**Exercise objective:** Copy all lines containing the string "infra" from the records below.

[Collected data]
━━━━━━━━━━━━━━━━━━━━━━━━━━━━━━

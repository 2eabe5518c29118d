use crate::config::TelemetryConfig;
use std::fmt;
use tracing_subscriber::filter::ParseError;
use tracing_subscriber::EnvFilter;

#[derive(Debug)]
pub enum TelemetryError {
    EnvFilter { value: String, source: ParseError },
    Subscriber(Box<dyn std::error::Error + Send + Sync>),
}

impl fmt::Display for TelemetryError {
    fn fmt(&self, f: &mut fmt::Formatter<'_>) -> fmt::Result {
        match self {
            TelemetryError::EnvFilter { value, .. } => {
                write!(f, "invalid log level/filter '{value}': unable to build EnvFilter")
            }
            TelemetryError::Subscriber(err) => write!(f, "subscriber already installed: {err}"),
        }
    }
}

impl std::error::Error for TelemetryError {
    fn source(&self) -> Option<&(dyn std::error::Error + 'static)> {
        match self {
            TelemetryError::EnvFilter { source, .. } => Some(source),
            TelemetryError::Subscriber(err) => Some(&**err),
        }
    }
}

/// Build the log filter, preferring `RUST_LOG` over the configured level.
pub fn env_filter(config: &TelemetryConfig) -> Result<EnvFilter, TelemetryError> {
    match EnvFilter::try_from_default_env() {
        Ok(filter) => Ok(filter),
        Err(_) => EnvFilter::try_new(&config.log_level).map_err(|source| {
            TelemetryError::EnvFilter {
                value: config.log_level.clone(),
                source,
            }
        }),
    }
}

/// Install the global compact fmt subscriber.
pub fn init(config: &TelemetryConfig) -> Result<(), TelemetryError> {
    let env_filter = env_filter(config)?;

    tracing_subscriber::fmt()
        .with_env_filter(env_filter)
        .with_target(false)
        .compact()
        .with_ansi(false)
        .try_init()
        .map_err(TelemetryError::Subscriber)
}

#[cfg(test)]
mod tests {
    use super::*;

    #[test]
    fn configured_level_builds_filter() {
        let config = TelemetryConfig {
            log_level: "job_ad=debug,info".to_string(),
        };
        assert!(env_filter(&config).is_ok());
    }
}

━━━━━━━━━━━━━━━━━━━━━━━━━━━━━━

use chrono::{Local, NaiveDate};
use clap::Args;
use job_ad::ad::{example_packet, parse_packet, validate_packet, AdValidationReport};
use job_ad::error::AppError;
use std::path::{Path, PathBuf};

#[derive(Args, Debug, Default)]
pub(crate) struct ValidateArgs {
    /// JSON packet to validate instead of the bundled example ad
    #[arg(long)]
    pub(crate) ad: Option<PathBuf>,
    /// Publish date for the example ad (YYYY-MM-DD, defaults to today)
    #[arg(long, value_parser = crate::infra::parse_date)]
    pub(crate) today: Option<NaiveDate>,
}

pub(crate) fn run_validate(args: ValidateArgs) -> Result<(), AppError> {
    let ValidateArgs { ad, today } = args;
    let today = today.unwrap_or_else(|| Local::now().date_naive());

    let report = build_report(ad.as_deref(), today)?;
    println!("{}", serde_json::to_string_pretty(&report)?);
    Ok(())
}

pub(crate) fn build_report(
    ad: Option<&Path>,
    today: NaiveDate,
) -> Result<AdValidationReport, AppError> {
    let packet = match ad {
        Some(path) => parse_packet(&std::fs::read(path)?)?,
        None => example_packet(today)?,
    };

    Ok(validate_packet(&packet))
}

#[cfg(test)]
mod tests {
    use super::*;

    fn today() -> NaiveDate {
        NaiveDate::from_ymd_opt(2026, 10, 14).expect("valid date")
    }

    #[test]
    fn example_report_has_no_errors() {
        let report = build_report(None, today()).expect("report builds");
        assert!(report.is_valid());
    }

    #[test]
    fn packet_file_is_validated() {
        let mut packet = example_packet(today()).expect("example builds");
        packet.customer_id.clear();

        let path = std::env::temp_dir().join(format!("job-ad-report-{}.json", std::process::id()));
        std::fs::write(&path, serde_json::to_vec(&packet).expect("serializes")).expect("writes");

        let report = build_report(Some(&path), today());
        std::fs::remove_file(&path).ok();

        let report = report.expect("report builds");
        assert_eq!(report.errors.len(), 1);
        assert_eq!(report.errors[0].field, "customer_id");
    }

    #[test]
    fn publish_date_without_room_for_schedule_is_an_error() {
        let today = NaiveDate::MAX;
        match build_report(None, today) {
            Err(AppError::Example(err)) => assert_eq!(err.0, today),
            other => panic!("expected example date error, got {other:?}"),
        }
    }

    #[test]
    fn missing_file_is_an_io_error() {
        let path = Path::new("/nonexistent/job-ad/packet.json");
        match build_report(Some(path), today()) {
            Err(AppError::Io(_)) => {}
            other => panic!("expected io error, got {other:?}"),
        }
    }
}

━━━━━━━━━━━━━━━━━━━━━━━━━━━━━━

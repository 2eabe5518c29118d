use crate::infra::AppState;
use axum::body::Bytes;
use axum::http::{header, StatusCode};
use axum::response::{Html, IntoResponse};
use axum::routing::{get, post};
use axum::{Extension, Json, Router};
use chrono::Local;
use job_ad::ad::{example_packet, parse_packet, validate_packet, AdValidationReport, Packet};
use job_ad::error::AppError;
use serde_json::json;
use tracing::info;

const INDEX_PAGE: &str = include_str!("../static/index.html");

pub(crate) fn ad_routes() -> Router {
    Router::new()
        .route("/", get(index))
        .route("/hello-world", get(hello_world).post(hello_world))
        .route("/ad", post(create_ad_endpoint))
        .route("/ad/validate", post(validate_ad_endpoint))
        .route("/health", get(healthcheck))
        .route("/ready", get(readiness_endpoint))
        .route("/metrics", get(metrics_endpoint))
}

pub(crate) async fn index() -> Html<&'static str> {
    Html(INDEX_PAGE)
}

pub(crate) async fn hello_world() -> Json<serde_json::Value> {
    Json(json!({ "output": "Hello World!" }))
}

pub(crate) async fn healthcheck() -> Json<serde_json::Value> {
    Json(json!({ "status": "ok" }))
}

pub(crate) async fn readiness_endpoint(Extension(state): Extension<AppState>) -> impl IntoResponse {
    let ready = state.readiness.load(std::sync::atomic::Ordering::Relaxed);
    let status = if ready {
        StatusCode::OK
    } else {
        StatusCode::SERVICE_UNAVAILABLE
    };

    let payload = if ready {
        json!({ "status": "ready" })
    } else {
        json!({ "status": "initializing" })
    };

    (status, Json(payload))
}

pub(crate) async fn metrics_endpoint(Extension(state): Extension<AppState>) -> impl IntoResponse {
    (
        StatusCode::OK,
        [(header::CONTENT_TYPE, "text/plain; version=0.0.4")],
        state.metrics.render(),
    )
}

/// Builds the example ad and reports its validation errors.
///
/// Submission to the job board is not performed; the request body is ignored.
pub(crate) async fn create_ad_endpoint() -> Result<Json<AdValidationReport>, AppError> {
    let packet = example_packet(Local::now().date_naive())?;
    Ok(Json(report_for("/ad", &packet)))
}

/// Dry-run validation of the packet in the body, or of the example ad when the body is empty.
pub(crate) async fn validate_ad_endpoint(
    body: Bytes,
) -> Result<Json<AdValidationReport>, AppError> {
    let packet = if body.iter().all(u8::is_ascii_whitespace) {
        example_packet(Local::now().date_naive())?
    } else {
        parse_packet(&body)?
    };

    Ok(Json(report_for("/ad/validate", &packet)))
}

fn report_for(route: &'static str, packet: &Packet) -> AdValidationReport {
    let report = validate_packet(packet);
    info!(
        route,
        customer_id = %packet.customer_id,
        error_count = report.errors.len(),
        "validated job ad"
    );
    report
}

━━━━━━━━━━━━━━━━━━━━━━━━━━━━━━

**Problem solution:**
    #[arg(long, value_parser = crate::infra::parse_date)]
use crate::infra::AppState;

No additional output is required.